Public EU country-by-country reporting by large multinational companies
The EU Council reached preliminary political agreement on a proposed new directive on disclosure of income tax information by certain multinational companies.
The directive would require multinational companies with total consolidated sales of more than € 750 million, whether or not they are headquartered in the EU, to publicly disclose certain information about income taxes paid in EU member states and certain non-cooperating jurisdictions do. The information will be limited to what is necessary for effective public scrutiny. The policy requires reporting within 12 months from the date of the balance sheet for the financial year concerned.
Sales tax effects of renting real estate on the term "permanent establishment"
In the Titanium v. Tax Office Austria case, the ECJ ruled that Titanium, a real estate management company from Jersey that rents real estate in Austria, does not have a VAT branch in Austria.
This decision was referred by the Austrian court to the ECJ in connection with the Austrian tax authorities' allegation that Titanium has a permanent establishment in Austria for VAT purposes because it rents real estate in Austria.

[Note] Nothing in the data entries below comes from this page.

use std::path::{Path, PathBuf};

use crate::error::LoadError;

/// Directory, relative to the working directory, that loaders resolve files under by default.
pub const DEFAULT_RESOURCE_DIR: &str = "resources";

/// Turns a filename and a set of options into an owned resource.
///
/// Loaders are shared between caches through `Rc`, hence `&self`. An implementation with
/// internal state has to use interior mutability and must tolerate being called from every
/// cache it is shared with.
pub trait Loader {
    type Resource;
    /// Everything `load` needs beyond the filename. Stored per name for reloading.
    type Options;

    fn load(&self, filename: &str, options: &Self::Options) -> Result<Self::Resource, LoadError>;
}

/// The parameters a name was loaded with, replayed verbatim by reload.
#[derive(Debug, Clone, PartialEq, Eq)]
pub struct LoadRecord<O> {
    filename: String,
    options: O,
}

impl<O> LoadRecord<O> {
    pub fn new(filename: &str, options: O) -> Self {
        Self {
            filename: filename.to_owned(),
            options,
        }
    }

    pub fn filename(&self) -> &str {
        &self.filename
    }

    pub fn options(&self) -> &O {
        &self.options
    }
}

/// `<root>/<kind_dir>/<filename>`
pub fn resource_path(root: &Path, kind_dir: &str, filename: &str) -> PathBuf {
    let mut path = root.join(kind_dir);
    path.push(filename);
    path
}

#[cfg(test)]
mod tests {
    use super::*;

    #[test]
    fn path_is_rooted_in_kind_dir() {
        let p = resource_path(Path::new("resources"), "textures", "hero.png");
        assert_eq!(p, Path::new("resources").join("textures").join("hero.png"));
    }

    #[test]
    fn nested_filenames_are_kept() {
        let p = resource_path(Path::new("/data"), "fonts", "ui/mono.png");
        assert!(p.ends_with("fonts/ui/mono.png"));
    }
}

Titanium had no activities (other than rental), physical presence or staff in Austria, but instead hired a local management company to assist Titanium in managing the rentals. Titanium was ultimately responsible for making decisions about renting properties or terminating a lease.
In its ruling, the ECJ found that the term “permanent establishment” implies a certain degree of stability, which results from the constant presence of the human and technical resources necessary for the provision of services. A structure without staff cannot fall under a “permanent establishment”. Consequently, the ECJ took the clear view that Titan could not be treated as a "permanent establishment" if it did not have the human resources in Austria that would enable it to act independently.
This is a useful choice for companies operating across borders within the EU as it provides useful guidance to determine whether or not a company with limited presence has a “permanent establishment”.
Other tax developments
Global G7 tax treaty
It was recently announced that the G7 finance ministers agreed on a global tax reform. This groundbreaking reform targets large multinational corporations to ensure they pay their fair share of the economies of the countries in which they are based and operate and is an integral part of the ongoing OECD BEPS 2.0 initiative.
The reform has two pillars. Under the first pillar, the largest and most profitable multinationals have to pay taxes in the countries in which they operate (not just where they are headquartered). The multinationals with profit margins above 10% would be affected and 20% of their profits above the 10% margin would be reallocated and taxed in the respective country in which they operate.
Under the second pillar, countries would have to levy at least 15% of the global minimum corporate income tax. The agreement aims to create a level playing field for international companies and reduce tax avoidance.
The European Tax Observatory ("ETO“Has since estimated the monetary value of these proposals in its most recent report. The ETO report states that a minimum rate of 15% could generate additional revenue of 50 billion euros.